● **AIM OF THE EXERCISE**
Please find the lines in the entries below that contain the word "fallback", and copy each one.

● **DATA**
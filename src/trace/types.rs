//! Cross-domain trace data structures
//!
//! @module trace/types

use serde::{Deserialize, Serialize};
use std::fmt;
use std::str::FromStr;

use crate::core::config::TraceConfig;
use crate::core::domain::Domain;
use crate::core::error::Error;

// =============================================================================
// NODES AND EDGES
// =============================================================================

/// An entity in one domain: a class name for `cpp`, an object path otherwise
#[derive(Debug, Clone, PartialEq, Eq, Hash, PartialOrd, Ord, Serialize, Deserialize)]
pub struct ReferenceNode {
    pub domain: Domain,
    pub id: String,
}

impl ReferenceNode {
    pub fn new(domain: Domain, id: impl Into<String>) -> Self {
        Self {
            domain,
            id: id.into(),
        }
    }

    pub fn cpp(id: impl Into<String>) -> Self {
        Self::new(Domain::Cpp, id)
    }

    pub fn blueprint(id: impl Into<String>) -> Self {
        Self::new(Domain::Blueprint, id)
    }

    pub fn asset(id: impl Into<String>) -> Self {
        Self::new(Domain::Asset, id)
    }
}

impl fmt::Display for ReferenceNode {
    fn fmt(&self, f: &mut fmt::Formatter<'_>) -> fmt::Result {
        write!(f, "{}:{}", self.domain, self.id)
    }
}

#[derive(Debug, Clone, Copy, PartialEq, Eq, Hash, Serialize, Deserialize)]
#[serde(rename_all = "snake_case")]
pub enum EdgeKind {
    /// C++ class derives from C++ class
    Inherits,
    /// C++ code names another C++ class
    References,
    /// Blueprint is parented to a C++ class
    ParentClass,
    /// Blueprint or asset depends on another Blueprint or asset
    Dependency,
}

impl EdgeKind {
    pub fn as_str(&self) -> &'static str {
        match self {
            Self::Inherits => "inherits",
            Self::References => "references",
            Self::ParentClass => "parent_class",
            Self::Dependency => "dependency",
        }
    }
}

/// `from` references `to`
#[derive(Debug, Clone, PartialEq, Eq, Hash, Serialize, Deserialize)]
pub struct ReferenceEdge {
    pub from: ReferenceNode,
    pub to: ReferenceNode,
    pub kind: EdgeKind,
}

impl ReferenceEdge {
    pub fn new(from: ReferenceNode, to: ReferenceNode, kind: EdgeKind) -> Self {
        Self { from, to, kind }
    }

    pub fn crosses_domains(&self) -> bool {
        self.from.domain != self.to.domain
    }
}

// =============================================================================
// OPTIONS
// =============================================================================

/// Which edges the seed expands
#[derive(Debug, Clone, Copy, PartialEq, Eq, Default, Serialize, Deserialize)]
#[serde(rename_all = "lowercase")]
pub enum DirectionFilter {
    /// What the seed references
    Outgoing,
    /// What references the seed
    Incoming,
    #[default]
    Both,
}

impl DirectionFilter {
    pub fn outgoing(&self) -> bool {
        !matches!(self, Self::Incoming)
    }

    pub fn incoming(&self) -> bool {
        !matches!(self, Self::Outgoing)
    }

    pub fn as_str(&self) -> &'static str {
        match self {
            Self::Outgoing => "outgoing",
            Self::Incoming => "incoming",
            Self::Both => "both",
        }
    }
}

impl FromStr for DirectionFilter {
    type Err = String;

    fn from_str(s: &str) -> Result<Self, Self::Err> {
        match s.trim().to_ascii_lowercase().as_str() {
            "outgoing" | "out" | "dependencies" => Ok(Self::Outgoing),
            "incoming" | "in" | "referencers" => Ok(Self::Incoming),
            "both" => Ok(Self::Both),
            other => Err(format!("unknown direction: {}", other)),
        }
    }
}

impl fmt::Display for DirectionFilter {
    fn fmt(&self, f: &mut fmt::Formatter<'_>) -> fmt::Result {
        f.write_str(self.as_str())
    }
}

#[derive(Debug, Clone)]
pub struct TraceOptions {
    /// Applies to the seed only; deeper levels expand both ways
    pub direction: DirectionFilter,
    pub max_depth: usize,
    /// Budget of node expansions
    pub max_visits: usize,
    /// Concurrent expansions within one level
    pub fanout: usize,
    /// Keep only edges whose ends lie in different domains
    pub cross_domain_only: bool,
    /// Source scope for C++ lookups
    pub scope: Option<String>,
}

impl TraceOptions {
    pub fn from_config(config: &TraceConfig) -> Self {
        Self {
            direction: DirectionFilter::Both,
            max_depth: config.max_depth,
            max_visits: config.max_visits,
            fanout: config.fanout.max(1),
            cross_domain_only: false,
            scope: None,
        }
    }

    pub fn direction(mut self, direction: DirectionFilter) -> Self {
        self.direction = direction;
        self
    }

    pub fn max_depth(mut self, max_depth: usize) -> Self {
        self.max_depth = max_depth;
        self
    }

    pub fn max_visits(mut self, max_visits: usize) -> Self {
        self.max_visits = max_visits;
        self
    }

    pub fn scope(mut self, scope: impl Into<String>) -> Self {
        self.scope = Some(scope.into());
        self
    }
}

impl Default for TraceOptions {
    fn default() -> Self {
        Self::from_config(&TraceConfig::default())
    }
}

// =============================================================================
// RESULTS
// =============================================================================

/// A failed lookup during a trace, attributed to one domain
#[derive(Debug, Clone, PartialEq, Eq, Hash, Serialize)]
pub struct TraceError {
    pub domain: Domain,
    pub message: String,
}

impl TraceError {
    pub fn from_error(fallback: Domain, error: &Error) -> Self {
        Self {
            domain: error.domain().unwrap_or(fallback),
            message: error.to_string(),
        }
    }
}

#[derive(Debug, Clone, Serialize)]
pub struct TraceResult {
    pub seed: ReferenceNode,
    /// Discovered nodes in BFS order, seed first
    pub nodes: Vec<ReferenceNode>,
    pub edges: Vec<ReferenceEdge>,
    /// Distance of the farthest discovered node
    pub depth_reached: usize,
    pub truncated_by_depth: bool,
    pub truncated_by_budget: bool,
    pub errors: Vec<TraceError>,
}

impl TraceResult {
    pub fn is_complete(&self) -> bool {
        !self.truncated_by_depth && !self.truncated_by_budget
    }

    pub fn nodes_in(&self, domain: Domain) -> impl Iterator<Item = &ReferenceNode> {
        self.nodes.iter().filter(move |n| n.domain == domain)
    }
}

/// Where a C++ class is used from other domains
#[derive(Debug, Clone, Serialize)]
pub struct UsageReport {
    pub class_name: String,
    pub usages: Vec<ReferenceNode>,
    pub errors: Vec<TraceError>,
}

#[cfg(test)]
mod tests {
    use super::*;

    #[test]
    fn test_direction_parsing() {
        assert_eq!("IN".parse::<DirectionFilter>().unwrap(), DirectionFilter::Incoming);
        assert_eq!("both".parse::<DirectionFilter>().unwrap(), DirectionFilter::Both);
        assert!("sideways".parse::<DirectionFilter>().is_err());
        assert!(DirectionFilter::Both.outgoing() && DirectionFilter::Both.incoming());
        assert!(!DirectionFilter::Outgoing.incoming());
    }

    #[test]
    fn test_options_from_config() {
        let config = TraceConfig {
            fanout: 0,
            ..TraceConfig::default()
        };
        let options = TraceOptions::from_config(&config);
        assert_eq!(options.fanout, 1);
        assert_eq!(options.max_depth, 3);
        assert_eq!(options.max_visits, 200);
    }

    #[test]
    fn test_trace_error_attribution() {
        let error = Error::external(Domain::Asset, "references", "refused");
        assert_eq!(TraceError::from_error(Domain::Blueprint, &error).domain, Domain::Asset);
        let error = Error::InvalidQuery { message: "x".into() };
        assert_eq!(TraceError::from_error(Domain::Cpp, &error).domain, Domain::Cpp);
    }
}
//! Cross-domain reference tracing
//!
//! Follows references between C++ classes, Blueprints and content assets
//! with a bounded breadth-first search.
//!
//! @module trace

pub mod traverse;
pub mod types;

pub use traverse::Tracer;
pub use types::{
    DirectionFilter, EdgeKind, ReferenceEdge, ReferenceNode, TraceError, TraceOptions, TraceResult,
    UsageReport,
};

● **WRITTEN ANSWER**
    pub fn from_error(fallback: Domain, error: &Error) -> Self {
            domain: error.domain().unwrap_or(fallback),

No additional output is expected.